Review of Game Changer

Game Changer: AlphaZero’s Groundbreaking Chess Strategies and the Promise of AI by Matthew Sadler & Natasha Regan 2019 New in Chess 416pp

In December of 2017 DeepMind released a paper showing that their self-learning AI, AlphaZero, had defeated the powerful and popular engine Stockfish in a 100 game match by what seemed to be an inconceivable score of 28 wins, 72 draws, and no losses.

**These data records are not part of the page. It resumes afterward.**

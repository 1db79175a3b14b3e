//! HTTP API server with observability for merchant onboarding.
//!
//! Provides REST endpoints for merchant accounts and payment onboarding,
//! with structured logging (tracing) and Prometheus metrics.

pub mod config;
pub mod error;
pub mod routes;

use std::sync::Arc;

use axum::Router;
use axum::routing::{get, post};
use ledger::Ledger;
use metrics_exporter_prometheus::PrometheusHandle;
use saga::{
    Identity, InMemoryIdentityService, InMemoryPaymentProcessor, MerchantOnboarding,
    PaymentProcessor, RetryPolicy, SagaCoordinator, SagaError, connect_with_retry,
};
use tower_http::cors::{Any, CorsLayer};
use tower_http::trace::TraceLayer;

use config::Config;
pub use routes::merchants::AppState;

/// Creates the Axum application router with all routes and shared state.
pub fn create_app<L: Ledger + 'static>(
    state: Arc<AppState<L>>,
    metrics_handle: PrometheusHandle,
) -> Router {
    let metrics_router = Router::new()
        .route("/metrics", get(routes::metrics::get))
        .with_state(metrics_handle);

    Router::new()
        .route("/health", get(routes::health::check::<L>))
        .route("/merchants", post(routes::merchants::create::<L>))
        .route(
            "/merchants/{id}",
            get(routes::merchants::get::<L>)
                .put(routes::merchants::update::<L>)
                .delete(routes::merchants::deactivate::<L>),
        )
        .route(
            "/merchants/{id}/reactivate",
            post(routes::merchants::reactivate::<L>),
        )
        .route(
            "/merchants/{id}/onboarding/start",
            post(routes::merchants::start::<L>),
        )
        .route(
            "/merchants/{id}/onboarding/advance",
            post(routes::merchants::advance::<L>),
        )
        .route(
            "/merchants/onboarding/refresh/{connected_id}",
            get(routes::merchants::refresh::<L>),
        )
        .route(
            "/merchants/onboarding/return/{connected_id}",
            get(routes::merchants::complete::<L>),
        )
        .with_state(state)
        .merge(metrics_router)
        .layer(
            CorsLayer::new()
                .allow_origin(Any)
                .allow_methods(Any)
                .allow_headers(Any),
        )
        .layer(TraceLayer::new_for_http())
}

/// Creates the application state around `ledger`, with in-memory identity
/// and payment collaborators.
pub fn create_default_state<L: Ledger + 'static>(ledger: L, config: &Config) -> Arc<AppState<L>> {
    let coordinator = match config.compensation_policy() {
        Some(policy) => SagaCoordinator::new().with_compensation_retry(policy),
        None => SagaCoordinator::new(),
    };
    let onboarding = MerchantOnboarding::new(
        Arc::new(InMemoryIdentityService::new()),
        Arc::new(ledger),
        Arc::new(InMemoryPaymentProcessor::new()),
        coordinator,
    );

    Arc::new(AppState {
        onboarding,
        request_timeout: config.request_timeout,
        refresh_url: config.onboarding_refresh_url.clone(),
        return_url: config.onboarding_return_url.clone(),
    })
}

/// Checks that the identity service and the ledger answer before serving.
///
/// Each collaborator is retried under `policy`; exhaustion is returned as
/// [`SagaError::ConnectorExhausted`].
pub async fn probe_collaborators<I, L, P>(
    onboarding: &MerchantOnboarding<I, L, P>,
    policy: &RetryPolicy,
) -> Result<(), SagaError>
where
    I: Identity + 'static,
    L: Ledger + 'static,
    P: PaymentProcessor + 'static,
{
    let identity = onboarding.identity();
    let stats = connect_with_retry("identity", policy, move || identity.server_stats()).await?;
    tracing::info!(
        accounts = stats.accounts,
        locked_accounts = stats.locked_accounts,
        "identity service ready"
    );

    let ledger = onboarding.ledger();
    connect_with_retry("ledger", policy, move || ledger.ping()).await?;
    tracing::info!("ledger ready");
    Ok(())
}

However, a deeper look showed that the terms of the match were deeply flawed. The playing field was nowhere near level, and so as many people in the chess world went all agog at the results, I was in the small group of non-believers. Yes, it was impressive *how* AlphaZero played, making speculative sacrifices, etc. but as my friend Hikaru Nakamura said in an interview “I don’t necessarily put a lot of credibility in the results simply because my understanding is that AlphaZero is basically using the Google supercomputer and Stockfish doesn’t run on that hardware; Stockfish was basically running on what would be my laptop. If you wanna have a match that’s comparable you have to have Stockfish running on a supercomputer as well.”

And as far as I was concerned that was that.

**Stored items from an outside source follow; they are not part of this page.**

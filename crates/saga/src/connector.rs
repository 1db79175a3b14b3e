//! Bounded retry for reaching collaborators.

use std::future::Future;
use std::time::Duration;

use crate::error::SagaError;

/// How many times to try, how long each try may take, and how long to wait
/// between tries.
#[derive(Debug, Clone, Copy, PartialEq, Eq)]
pub struct RetryPolicy {
    pub max_attempts: u32,
    /// `None` lets each attempt run to completion.
    pub attempt_timeout: Option<Duration>,
    pub sleep_interval: Duration,
}

impl RetryPolicy {
    pub const DEFAULT_MAX_ATTEMPTS: u32 = 5;
    pub const DEFAULT_ATTEMPT_TIMEOUT: Duration = Duration::from_millis(10);
    pub const DEFAULT_SLEEP_INTERVAL: Duration = Duration::from_millis(10);

    pub fn new(max_attempts: u32, attempt_timeout: Option<Duration>, sleep_interval: Duration) -> Self {
        Self {
            max_attempts,
            attempt_timeout,
            sleep_interval,
        }
    }

    /// A single attempt with no timeout.
    pub fn once() -> Self {
        Self::new(1, None, Duration::ZERO)
    }

    fn attempts(&self) -> u32 {
        self.max_attempts.max(1)
    }
}

impl Default for RetryPolicy {
    fn default() -> Self {
        Self::new(
            Self::DEFAULT_MAX_ATTEMPTS,
            Some(Self::DEFAULT_ATTEMPT_TIMEOUT),
            Self::DEFAULT_SLEEP_INTERVAL,
        )
    }
}

/// Runs `op` until it succeeds or the policy's attempts are used up.
///
/// Returns the last error on exhaustion. An attempt that outlives the
/// policy's timeout counts as failed with `DeadlineExceeded`.
pub async fn retry<T, E, F, Fut>(policy: &RetryPolicy, mut op: F) -> Result<T, SagaError>
where
    F: FnMut() -> Fut,
    Fut: Future<Output = Result<T, E>>,
    E: Into<SagaError>,
{
    let attempts = policy.attempts();
    let mut attempt = 1;
    loop {
        let result = match policy.attempt_timeout {
            Some(limit) => match tokio::time::timeout(limit, op()).await {
                Ok(result) => result.map_err(Into::into),
                Err(_) => Err(SagaError::DeadlineExceeded),
            },
            None => op().await.map_err(Into::into),
        };

        match result {
            Ok(value) => return Ok(value),
            Err(error) if attempt >= attempts => return Err(error),
            Err(error) => {
                tracing::warn!(attempt, max_attempts = attempts, %error, "attempt failed, retrying");
                tokio::time::sleep(policy.sleep_interval).await;
                attempt += 1;
            }
        }
    }
}

/// Probes a collaborator with `retry`, turning exhaustion into
/// `ConnectorExhausted`.
#[tracing::instrument(skip(policy, probe))]
pub async fn connect_with_retry<T, E, F, Fut>(
    collaborator: &str,
    policy: &RetryPolicy,
    mut probe: F,
) -> Result<T, SagaError>
where
    F: FnMut() -> Fut,
    Fut: Future<Output = Result<T, E>>,
    E: Into<SagaError>,
{
    let result = retry(policy, || {
        metrics::counter!("connector_attempts_total", "collaborator" => collaborator.to_string())
            .increment(1);
        probe()
    })
    .await;

    match result {
        Ok(value) => {
            tracing::info!(collaborator, "collaborator reachable");
            Ok(value)
        }
        Err(error) => {
            tracing::error!(collaborator, %error, "collaborator unreachable");
            Err(SagaError::ConnectorExhausted {
                collaborator: collaborator.to_string(),
                attempts: policy.attempts(),
                last_error: error.to_string(),
            })
        }
    }
}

Then, a few weeks ago I was listening to Ben Johnson’s excellent podcast Perpetual Chess. The authors of this book were on and one of the things that they mentioned early on was that the DeepMind staff was also receptive to the criticism and as a result they had set up a second match.

As Wikipedia notes about the second match “In the final results, Stockfish ran under the same conditions as in the TCEC superfinal: 44 CPU cores, Syzygy endgame tablebases, and a 32GB hash size. Instead of a fixed time control of one move per minute, both engines were given 3 hours plus 15 seconds per move to finish the game. The version of Stockfish used was version 8. AlphaZero won with a score of 155 wins to 6 losses, with the rest drawn. DeepMind also played a series of games using the TCEC opening positions. AlphaZero won 95 out of the 100 mini-matches from these positions.”

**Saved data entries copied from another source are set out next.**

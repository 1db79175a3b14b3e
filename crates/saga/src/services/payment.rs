//! Payment processor trait and in-memory implementation.

use std::collections::HashMap;
use std::sync::Arc;
use std::sync::atomic::{AtomicBool, Ordering};

use async_trait::async_trait;
use common::ConnectedAccountId;
use domain::MerchantAccount;
use serde::{Deserialize, Serialize};
use thiserror::Error;
use tokio::sync::Mutex;

/// Errors returned by the payment processor.
#[derive(Debug, Error)]
pub enum PaymentError {
    #[error("Connected account not found: {0}")]
    NotFound(ConnectedAccountId),

    #[error("Payment processor rejected the request: {0}")]
    Rejected(String),

    #[error("Payment processor unavailable: {0}")]
    Unavailable(String),
}

/// Onboarding progress of a connected account as seen by the processor.
#[derive(Debug, Clone, Copy, PartialEq, Eq, Default, Serialize, Deserialize)]
pub struct ConnectedAccountStatus {
    pub charges_enabled: bool,
    pub details_submitted: bool,
}

/// Third-party payment processor that hosts merchant payout accounts.
#[async_trait]
pub trait PaymentProcessor: Send + Sync {
    /// Creates a connected account for the merchant and returns its id.
    async fn create_connected_account(
        &self,
        account: &MerchantAccount,
    ) -> Result<ConnectedAccountId, PaymentError>;

    /// Creates a hosted onboarding link the merchant follows to finish setup.
    async fn create_onboarding_link(
        &self,
        connected_account_id: &ConnectedAccountId,
        refresh_url: &str,
        return_url: &str,
    ) -> Result<String, PaymentError>;

    async fn get_connected_account(
        &self,
        connected_account_id: &ConnectedAccountId,
    ) -> Result<ConnectedAccountStatus, PaymentError>;
}

#[derive(Debug, Default)]
struct InMemoryPaymentState {
    accounts: HashMap<ConnectedAccountId, (String, ConnectedAccountStatus)>,
    next_id: u32,
}

/// In-memory payment processor for tests and local runs.
#[derive(Debug, Clone, Default)]
pub struct InMemoryPaymentProcessor {
    state: Arc<Mutex<InMemoryPaymentState>>,
    fail_on_create: Arc<AtomicBool>,
    fail_on_link: Arc<AtomicBool>,
}

impl InMemoryPaymentProcessor {
    pub fn new() -> Self {
        Self::default()
    }

    pub fn set_fail_on_create(&self, fail: bool) {
        self.fail_on_create.store(fail, Ordering::SeqCst);
    }

    pub fn set_fail_on_link(&self, fail: bool) {
        self.fail_on_link.store(fail, Ordering::SeqCst);
    }

    /// Records that the merchant finished the hosted onboarding form.
    pub async fn set_status(
        &self,
        connected_account_id: &ConnectedAccountId,
        status: ConnectedAccountStatus,
    ) -> Result<(), PaymentError> {
        let mut state = self.state.lock().await;
        let entry = state
            .accounts
            .get_mut(connected_account_id)
            .ok_or_else(|| PaymentError::NotFound(connected_account_id.clone()))?;
        entry.1 = status;
        Ok(())
    }

    pub async fn account_count(&self) -> usize {
        self.state.lock().await.accounts.len()
    }
}

#[async_trait]
impl PaymentProcessor for InMemoryPaymentProcessor {
    async fn create_connected_account(
        &self,
        account: &MerchantAccount,
    ) -> Result<ConnectedAccountId, PaymentError> {
        if self.fail_on_create.load(Ordering::SeqCst) {
            return Err(PaymentError::Rejected("account creation declined".to_string()));
        }

        let mut state = self.state.lock().await;
        state.next_id += 1;
        let id = ConnectedAccountId::new(format!("acct_{:04}", state.next_id));
        state.accounts.insert(
            id.clone(),
            (account.business_email.clone(), ConnectedAccountStatus::default()),
        );
        Ok(id)
    }

    async fn create_onboarding_link(
        &self,
        connected_account_id: &ConnectedAccountId,
        refresh_url: &str,
        return_url: &str,
    ) -> Result<String, PaymentError> {
        if self.fail_on_link.load(Ordering::SeqCst) {
            return Err(PaymentError::Rejected("link creation declined".to_string()));
        }

        let state = self.state.lock().await;
        if !state.accounts.contains_key(connected_account_id) {
            return Err(PaymentError::NotFound(connected_account_id.clone()));
        }
        Ok(format!(
            "https://connect.payments.test/setup/{connected_account_id}?refresh_url={refresh_url}&return_url={return_url}"
        ))
    }

    async fn get_connected_account(
        &self,
        connected_account_id: &ConnectedAccountId,
    ) -> Result<ConnectedAccountStatus, PaymentError> {
        self.state
            .lock()
            .await
            .accounts
            .get(connected_account_id)
            .map(|(_, status)| *status)
            .ok_or_else(|| PaymentError::NotFound(connected_account_id.clone()))
    }
}

#[cfg(test)]
mod tests {
    use common::EmployerId;

    use super::*;

    fn merchant() -> MerchantAccount {
        MerchantAccount::new("Harbor Coffee", "a@harbor.test", EmployerId::new(1))
    }

    #[tokio::test]
    async fn test_sequential_connected_account_ids() {
        let processor = InMemoryPaymentProcessor::new();
        let a = processor.create_connected_account(&merchant()).await.unwrap();
        let b = processor.create_connected_account(&merchant()).await.unwrap();
        assert_eq!(a.as_str(), "acct_0001");
        assert_eq!(b.as_str(), "acct_0002");
        assert_eq!(processor.account_count().await, 2);
    }

    #[tokio::test]
    async fn test_link_embeds_urls() {
        let processor = InMemoryPaymentProcessor::new();
        let id = processor.create_connected_account(&merchant()).await.unwrap();
        let link = processor
            .create_onboarding_link(&id, "https://m.test/refresh/acct_0001", "https://m.test/return/acct_0001")
            .await
            .unwrap();
        assert!(link.contains("acct_0001"));
        assert!(link.contains("refresh_url=https://m.test/refresh/acct_0001"));
    }

    #[tokio::test]
    async fn test_status_defaults_to_incomplete() {
        let processor = InMemoryPaymentProcessor::new();
        let id = processor.create_connected_account(&merchant()).await.unwrap();
        let status = processor.get_connected_account(&id).await.unwrap();
        assert!(!status.details_submitted);

        processor
            .set_status(
                &id,
                ConnectedAccountStatus {
                    charges_enabled: true,
                    details_submitted: true,
                },
            )
            .await
            .unwrap();
        assert!(processor.get_connected_account(&id).await.unwrap().details_submitted);
    }

    #[tokio::test]
    async fn test_unknown_account() {
        let processor = InMemoryPaymentProcessor::new();
        let missing = ConnectedAccountId::new("acct_9999");
        assert!(matches!(
            processor.get_connected_account(&missing).await,
            Err(PaymentError::NotFound(_))
        ));
    }

    #[tokio::test]
    async fn test_fail_on_create() {
        let processor = InMemoryPaymentProcessor::new();
        processor.set_fail_on_create(true);
        assert!(processor.create_connected_account(&merchant()).await.is_err());
        assert_eq!(processor.account_count().await, 0);
    }
}
use std::collections::BTreeMap;
use std::sync::Arc;
use std::sync::atomic::{AtomicBool, Ordering};

use async_trait::async_trait;
use chrono::Utc;
use common::{AccountId, ConnectedAccountId};
use domain::MerchantAccount;
use tokio::sync::RwLock;

use crate::store::{Ledger, require_assigned};
use crate::{LedgerError, Result};

#[derive(Debug, Default)]
struct Faults {
    fail_on_create: AtomicBool,
    fail_on_save: AtomicBool,
    fail_on_deactivate: AtomicBool,
    fail_on_activate: AtomicBool,
    unavailable: AtomicBool,
}

#[derive(Debug, Default)]
struct InMemoryLedgerState {
    accounts: BTreeMap<AccountId, MerchantAccount>,
    next_id: u64,
}

impl InMemoryLedgerState {
    fn email_taken(&self, email: &str, except: AccountId) -> bool {
        self.accounts
            .values()
            .any(|a| a.active && a.id != except && a.business_email == email)
    }

    fn get_mut(&mut self, id: AccountId) -> Result<&mut MerchantAccount> {
        self.accounts
            .get_mut(&id)
            .ok_or_else(|| LedgerError::NotFound(format!("id {id}")))
    }
}

/// In-memory ledger implementation for testing and local runs.
///
/// Provides the same semantics as the PostgreSQL implementation, plus fault
/// toggles that make individual operations fail.
#[derive(Debug, Clone, Default)]
pub struct InMemoryLedger {
    state: Arc<RwLock<InMemoryLedgerState>>,
    faults: Arc<Faults>,
}

impl InMemoryLedger {
    /// Creates a new empty in-memory ledger.
    pub fn new() -> Self {
        Self::default()
    }

    /// Returns the number of stored accounts, active or not.
    pub async fn account_count(&self) -> usize {
        self.state.read().await.accounts.len()
    }

    /// Stores an account exactly as given, bypassing validation.
    ///
    /// Assigns an id if the account has none. Used to seed fixtures such as
    /// accounts with corrupted onboarding details.
    pub async fn insert_unchecked(&self, mut account: MerchantAccount) -> MerchantAccount {
        let mut state = self.state.write().await;
        if account.id.is_unassigned() {
            state.next_id += 1;
            account.id = AccountId::new(state.next_id);
        }
        state.next_id = state.next_id.max(account.id.as_u64());
        state.accounts.insert(account.id, account.clone());
        account
    }

    pub fn set_fail_on_create(&self, fail: bool) {
        self.faults.fail_on_create.store(fail, Ordering::SeqCst);
    }

    pub fn set_fail_on_save(&self, fail: bool) {
        self.faults.fail_on_save.store(fail, Ordering::SeqCst);
    }

    pub fn set_fail_on_deactivate(&self, fail: bool) {
        self.faults.fail_on_deactivate.store(fail, Ordering::SeqCst);
    }

    pub fn set_fail_on_activate(&self, fail: bool) {
        self.faults.fail_on_activate.store(fail, Ordering::SeqCst);
    }

    /// Makes every operation, including `ping`, fail.
    pub fn set_unavailable(&self, unavailable: bool) {
        self.faults.unavailable.store(unavailable, Ordering::SeqCst);
    }

    fn check(&self, toggle: &AtomicBool, operation: &str) -> Result<()> {
        if self.faults.unavailable.load(Ordering::SeqCst) {
            return Err(LedgerError::Unavailable("ledger is offline".to_string()));
        }
        if toggle.load(Ordering::SeqCst) {
            return Err(LedgerError::Unavailable(format!("{operation} rejected")));
        }
        Ok(())
    }

    fn check_available(&self) -> Result<()> {
        if self.faults.unavailable.load(Ordering::SeqCst) {
            return Err(LedgerError::Unavailable("ledger is offline".to_string()));
        }
        Ok(())
    }
}

#[async_trait]
impl Ledger for InMemoryLedger {
    async fn create_account(&self, mut account: MerchantAccount) -> Result<MerchantAccount> {
        self.check(&self.faults.fail_on_create, "create_account")?;
        account.validate_for_storage()?;

        let mut state = self.state.write().await;
        if account.active && state.email_taken(&account.business_email, AccountId::default()) {
            return Err(LedgerError::AlreadyExists(format!(
                "business email {}",
                account.business_email
            )));
        }

        state.next_id += 1;
        let now = Utc::now();
        account.id = AccountId::new(state.next_id);
        account.created_at = Some(now);
        account.updated_at = Some(now);
        state.accounts.insert(account.id, account.clone());
        Ok(account)
    }

    async fn save_account(&self, account: &MerchantAccount) -> Result<()> {
        self.check(&self.faults.fail_on_save, "save_account")?;
        require_assigned(account.id)?;
        account.validate_for_storage()?;

        let mut state = self.state.write().await;
        if account.active && state.email_taken(&account.business_email, account.id) {
            return Err(LedgerError::AlreadyExists(format!(
                "business email {}",
                account.business_email
            )));
        }

        let stored = state.get_mut(account.id)?;
        let created_at = stored.created_at;
        *stored = account.clone();
        stored.created_at = created_at;
        stored.updated_at = Some(Utc::now());
        Ok(())
    }

    async fn get_account_by_id(&self, id: AccountId) -> Result<MerchantAccount> {
        self.check_available()?;
        require_assigned(id)?;
        self.state
            .read()
            .await
            .accounts
            .get(&id)
            .cloned()
            .ok_or_else(|| LedgerError::NotFound(format!("id {id}")))
    }

    async fn deactivate_account(&self, id: AccountId) -> Result<()> {
        self.check(&self.faults.fail_on_deactivate, "deactivate_account")?;
        require_assigned(id)?;

        let mut state = self.state.write().await;
        let account = state.get_mut(id)?;
        if account.active {
            account.deactivate();
            account.updated_at = Some(Utc::now());
        }
        Ok(())
    }

    async fn activate_account(&self, id: AccountId) -> Result<()> {
        self.check(&self.faults.fail_on_activate, "activate_account")?;
        require_assigned(id)?;

        let mut state = self.state.write().await;
        let email = state.get_mut(id)?.business_email.clone();
        if state.email_taken(&email, id) {
            return Err(LedgerError::AlreadyExists(format!("business email {email}")));
        }

        let account = state.get_mut(id)?;
        if !account.active {
            account.activate();
            account.updated_at = Some(Utc::now());
        }
        Ok(())
    }

    async fn find_by_connected_account_id(
        &self,
        connected_account_id: &ConnectedAccountId,
    ) -> Result<MerchantAccount> {
        self.check_available()?;
        self.state
            .read()
            .await
            .accounts
            .values()
            .find(|a| a.connected_account_id.as_ref() == Some(connected_account_id))
            .cloned()
            .ok_or_else(|| {
                LedgerError::NotFound(format!("connected account {connected_account_id}"))
            })
    }

    async fn find_by_email(&self, email: &str) -> Result<Option<MerchantAccount>> {
        self.check_available()?;
        Ok(self
            .state
            .read()
            .await
            .accounts
            .values()
            .find(|a| a.active && a.business_email == email)
            .cloned())
    }

    async fn ping(&self) -> Result<()> {
        self.check_available()
    }
}

#[cfg(test)]
mod tests {
    use common::{EmployerId, IdentityId};
    use domain::{OnboardingDetail, OnboardingState};

    use super::*;

    fn new_account(email: &str) -> MerchantAccount {
        let mut account = MerchantAccount::new("Harbor Coffee", email, EmployerId::new(5));
        account.identity_id = IdentityId::new(42);
        account.onboarding_detail = OnboardingDetail::IdentityOnboardingStarted;
        account
    }

    #[tokio::test]
    async fn test_create_assigns_sequential_ids() {
        let ledger = InMemoryLedger::new();

        let first = ledger.create_account(new_account("a@harbor.test")).await.unwrap();
        let second = ledger.create_account(new_account("b@harbor.test")).await.unwrap();

        assert_eq!(first.id, AccountId::new(1));
        assert_eq!(second.id, AccountId::new(2));
        assert!(first.created_at.is_some());
        assert_eq!(ledger.account_count().await, 2);
    }

    #[tokio::test]
    async fn test_create_rejects_duplicate_active_email() {
        let ledger = InMemoryLedger::new();
        ledger.create_account(new_account("a@harbor.test")).await.unwrap();

        let result = ledger.create_account(new_account("a@harbor.test")).await;
        assert!(matches!(result, Err(LedgerError::AlreadyExists(_))));
        assert_eq!(ledger.account_count().await, 1);
    }

    #[tokio::test]
    async fn test_create_allows_email_of_deactivated_account() {
        let ledger = InMemoryLedger::new();
        let first = ledger.create_account(new_account("a@harbor.test")).await.unwrap();
        ledger.deactivate_account(first.id).await.unwrap();

        assert!(ledger.create_account(new_account("a@harbor.test")).await.is_ok());
    }

    #[tokio::test]
    async fn test_create_validates_account() {
        let ledger = InMemoryLedger::new();
        let mut account = new_account("a@harbor.test");
        account.identity_id = IdentityId::new(0);

        let result = ledger.create_account(account).await;
        assert!(matches!(result, Err(LedgerError::Domain(_))));
    }

    #[tokio::test]
    async fn test_save_and_get() {
        let ledger = InMemoryLedger::new();
        let mut account = ledger.create_account(new_account("a@harbor.test")).await.unwrap();

        account.business_name = "Harbor Coffee Roasters".to_string();
        ledger.save_account(&account).await.unwrap();

        let loaded = ledger.get_account_by_id(account.id).await.unwrap();
        assert_eq!(loaded.business_name, "Harbor Coffee Roasters");
        assert_eq!(loaded.created_at, account.created_at);
    }

    #[tokio::test]
    async fn test_save_unknown_account_fails() {
        let ledger = InMemoryLedger::new();
        let mut account = new_account("a@harbor.test");
        account.id = AccountId::new(99);

        let result = ledger.save_account(&account).await;
        assert!(matches!(result, Err(LedgerError::NotFound(_))));
    }

    #[tokio::test]
    async fn test_zero_id_is_invalid() {
        let ledger = InMemoryLedger::new();
        let result = ledger.get_account_by_id(AccountId::new(0)).await;
        assert!(matches!(result, Err(LedgerError::InvalidArgument(_))));
    }

    #[tokio::test]
    async fn test_deactivate_and_activate_are_idempotent() {
        let ledger = InMemoryLedger::new();
        let account = ledger.create_account(new_account("a@harbor.test")).await.unwrap();

        ledger.deactivate_account(account.id).await.unwrap();
        ledger.deactivate_account(account.id).await.unwrap();
        let loaded = ledger.get_account_by_id(account.id).await.unwrap();
        assert!(!loaded.active);
        assert_eq!(loaded.onboarding_state, OnboardingState::PendingCompletion);

        ledger.activate_account(account.id).await.unwrap();
        ledger.activate_account(account.id).await.unwrap();
        assert!(ledger.get_account_by_id(account.id).await.unwrap().active);
    }

    #[tokio::test]
    async fn test_find_by_email_ignores_inactive() {
        let ledger = InMemoryLedger::new();
        let account = ledger.create_account(new_account("a@harbor.test")).await.unwrap();
        assert!(ledger.find_by_email("a@harbor.test").await.unwrap().is_some());

        ledger.deactivate_account(account.id).await.unwrap();
        assert!(ledger.find_by_email("a@harbor.test").await.unwrap().is_none());
    }

    #[tokio::test]
    async fn test_find_by_connected_account_id() {
        let ledger = InMemoryLedger::new();
        let mut account = ledger.create_account(new_account("a@harbor.test")).await.unwrap();
        account.connected_account_id = Some(ConnectedAccountId::new("acct_0001"));
        ledger.save_account(&account).await.unwrap();

        let found = ledger
            .find_by_connected_account_id(&ConnectedAccountId::new("acct_0001"))
            .await
            .unwrap();
        assert_eq!(found.id, account.id);

        let missing = ledger
            .find_by_connected_account_id(&ConnectedAccountId::new("acct_9999"))
            .await;
        assert!(matches!(missing, Err(LedgerError::NotFound(_))));
    }

    #[tokio::test]
    async fn test_fault_toggles() {
        let ledger = InMemoryLedger::new();
        ledger.set_fail_on_create(true);
        assert!(matches!(
            ledger.create_account(new_account("a@harbor.test")).await,
            Err(LedgerError::Unavailable(_))
        ));

        ledger.set_fail_on_create(false);
        ledger.set_unavailable(true);
        assert!(ledger.ping().await.is_err());
        ledger.set_unavailable(false);
        assert!(ledger.ping().await.is_ok());
    }
}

Suddenly I found my interest in AlphaZero piqued. Perhaps there was more to this after all.

Then, like a beam of light shot straight into my soul I come home one day to find the book Game Changer in my mailbox.

The content is laid out in eighteen chapters in five parts.

Part I AlphaZero’s history

Chapter 1 A quick tour of computer chess competition

Chapter 2 ZeroZeroZero

Chapter 3 Demis Hassabis, DeepMind and AI

Part II Inside the box

Chapter 4 How AlphaZero thinks

Chapter 5 AlphaZero’s style – meeting in the middle

Part III Themes in AlphaZero’s play

Chapter 6 Introduction to our selected AlphaZero themes

Chapter 7 Piece mobility: outpost

Chapter 8 Piece mobility: activity

Chapter 9 Attacking the king: the march of the rook’s pawn

Chapter 10 Attacking the king: colour complexes

Chapter 11 Attacking the king: sacrifices for time, space and damage

Chapter 12 Attacking the king: opposite-side castling

Chapter 13 Attacking the king: defense

Part IV AlphaZero’s opening choices

Chapter 14 AlphaZero’s opening repertoire

Chapter 15 The King’s Indian Samisch

Chapter 16 The Carlsbad

Part V Conclusion

Chapter 17 Epilogue

Chapter 18 Technical note

After playing through the games of AlphaZero I really can’t rave about the games enough.

In addition to the book, the authors have created a YouTube channel where they only include games not otherwise included in the book.

The truth about the games of AlphaZero is that they are amazing works of art in so many cases.

Rather than listening to me ramble on, look at this game from the YouTube channel.

Then listen to the authors on Perpetual Chess:

Then go buy this book.  You won’t regret it.